Synergy is one of those nasty buzzwords that people don't want to throw around anymore. That's why convergence and transmedia has become preferrable. Of course, synergy seems to now connote a marketing exercise that lacks artistic merit, something that's just done for pure profit and that has no substance, whereas transmedia is a word used to indicate something that crosses media platforms, that sees companies work together, but that is more than just a superficial alliance.

Earlier this week, The New York Times featured an article from David Carr on the "post-synergy success" of Time Warner, writing that, "even as the concept has been left for dead, it is being put into practice, albiet in diminutive ways, at the current version of the company." The project that Carr refers to? TMZ.

TMZ stands for the "Thirty Mile Zone" of celebrity hunting ground in Los Angeles and is a "happy collaboration" between the Warner Brothers and AOL that has drawn 6.8 million new viewers in the past month, according to data from the Times story. What makes this synergy? The fact that these two branches of the company are working together, that it was created from the failing Celebrity Justice syndicated TV show and now may branch into a TV show once again.

It publishes celebrity gossip in real time, and Carr writes that, "in October, TMZ, a site that did not exist one year earlier, was the No. 1 entertainment news site, with far more trafic than E! Online, TVGuide.com, and People.com, a Time Warner site. (Oops, I guesss there is a downside to synergy.)"

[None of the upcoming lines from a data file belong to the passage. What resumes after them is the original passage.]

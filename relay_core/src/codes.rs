//! Share codes and origin codes.
//!
//! A share code is the short number a party reads out to be found; an
//! origin code is the routing address a connection gets once it joins a
//! pairing exchange. The two live in separate code spaces so a discovery
//! code is never reused as a session address.

use rand::Rng;
use serde::{Deserialize, Serialize};
use std::fmt;
use std::hash::Hash;
use std::ops::RangeInclusive;

/// Six-digit share codes
pub const SHARE_CODE_RANGE: RangeInclusive<u32> = 100_000..=999_999;

/// Length of an origin code
pub const ORIGIN_CODE_LEN: usize = 8;

/// Uppercase letters and digits without 0/O and 1/I
const ORIGIN_ALPHABET: &[u8] = b"ABCDEFGHJKLMNPQRSTUVWXYZ23456789";

#[derive(Debug, Clone, Copy, PartialEq, Eq)]
pub enum CodeSpace {
    Share,
    Origin,
}

impl fmt::Display for CodeSpace {
    fn fmt(&self, f: &mut fmt::Formatter<'_>) -> fmt::Result {
        match self {
            CodeSpace::Share => f.write_str("share"),
            CodeSpace::Origin => f.write_str("origin"),
        }
    }
}

/// A key in one of the two code spaces.
///
/// `generate` is best-effort unique; the registry retries on collision.
pub trait Code: Clone + Eq + Hash + fmt::Display + Send + Sync + 'static {
    const SPACE: CodeSpace;

    fn generate() -> Self;
}

#[derive(Debug, Clone, Copy, PartialEq, Eq, Hash, Serialize)]
#[serde(transparent)]
pub struct ShareCode(u32);

impl ShareCode {
    pub fn new(value: u32) -> Self {
        Self(value)
    }

    pub fn value(self) -> u32 {
        self.0
    }
}

impl Code for ShareCode {
    const SPACE: CodeSpace = CodeSpace::Share;

    fn generate() -> Self {
        Self(rand::rng().random_range(SHARE_CODE_RANGE))
    }
}

impl fmt::Display for ShareCode {
    fn fmt(&self, f: &mut fmt::Formatter<'_>) -> fmt::Result {
        write!(f, "{}", self.0)
    }
}

#[derive(Debug, Clone, PartialEq, Eq, Hash, Serialize)]
#[serde(transparent)]
pub struct OriginCode(String);

impl OriginCode {
    pub fn new(value: impl Into<String>) -> Self {
        Self(value.into())
    }

    pub fn as_str(&self) -> &str {
        &self.0
    }
}

impl Code for OriginCode {
    const SPACE: CodeSpace = CodeSpace::Origin;

    fn generate() -> Self {
        let mut rng = rand::rng();
        let code = (0..ORIGIN_CODE_LEN)
            .map(|_| ORIGIN_ALPHABET[rng.random_range(0..ORIGIN_ALPHABET.len())] as char)
            .collect();
        Self(code)
    }
}

impl fmt::Display for OriginCode {
    fn fmt(&self, f: &mut fmt::Formatter<'_>) -> fmt::Result {
        f.write_str(&self.0)
    }
}

/// A `destination` field as it arrives on the wire: clients send codes
/// either as JSON strings or as JSON numbers.
#[derive(Debug, Clone, PartialEq, Eq, Deserialize)]
#[serde(from = "RawCode")]
pub struct Destination(String);

#[derive(Deserialize)]
#[serde(untagged)]
enum RawCode {
    Text(String),
    Number(u64),
}

impl From<RawCode> for Destination {
    fn from(raw: RawCode) -> Self {
        match raw {
            RawCode::Text(text) => Self(text),
            RawCode::Number(n) => Self(n.to_string()),
        }
    }
}

impl Destination {
    /// Interpret as a share code; surrounding whitespace is ignored
    pub fn to_share_code(&self) -> Option<ShareCode> {
        self.0.trim().parse().ok().map(ShareCode)
    }

    pub fn into_origin_code(self) -> OriginCode {
        OriginCode(self.0)
    }
}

Now I take exception to the site being described as "a soap opera serialized in real time." I guess they mean that you are watching people's personal lives on display and can follow it in a serial nature, but the paparazzi and Procter & Gamble Productions don't have that much in common that I know of, although P&G are advertisers on the site.

But, while TMZ is not my cup of tea, I think that it touches on the ability of the Web to do something others don't and to prove that synergistic relationships, even as that buzzword has gotten a negative connotation, are the building blocks of convergence and transmedia approaches. The success of this site shows that there is still power in these types of partnerships. The problem is in the thinking that they work irrespective to how they are executed.

Thinking of synergy as a cure-all was a placebo (just as the concept of complex television does not de facto make a great television show), but that doesn't mean we should throw the baby out with the bathwater. Be sure to give Carr's article a look for more info about TMZ.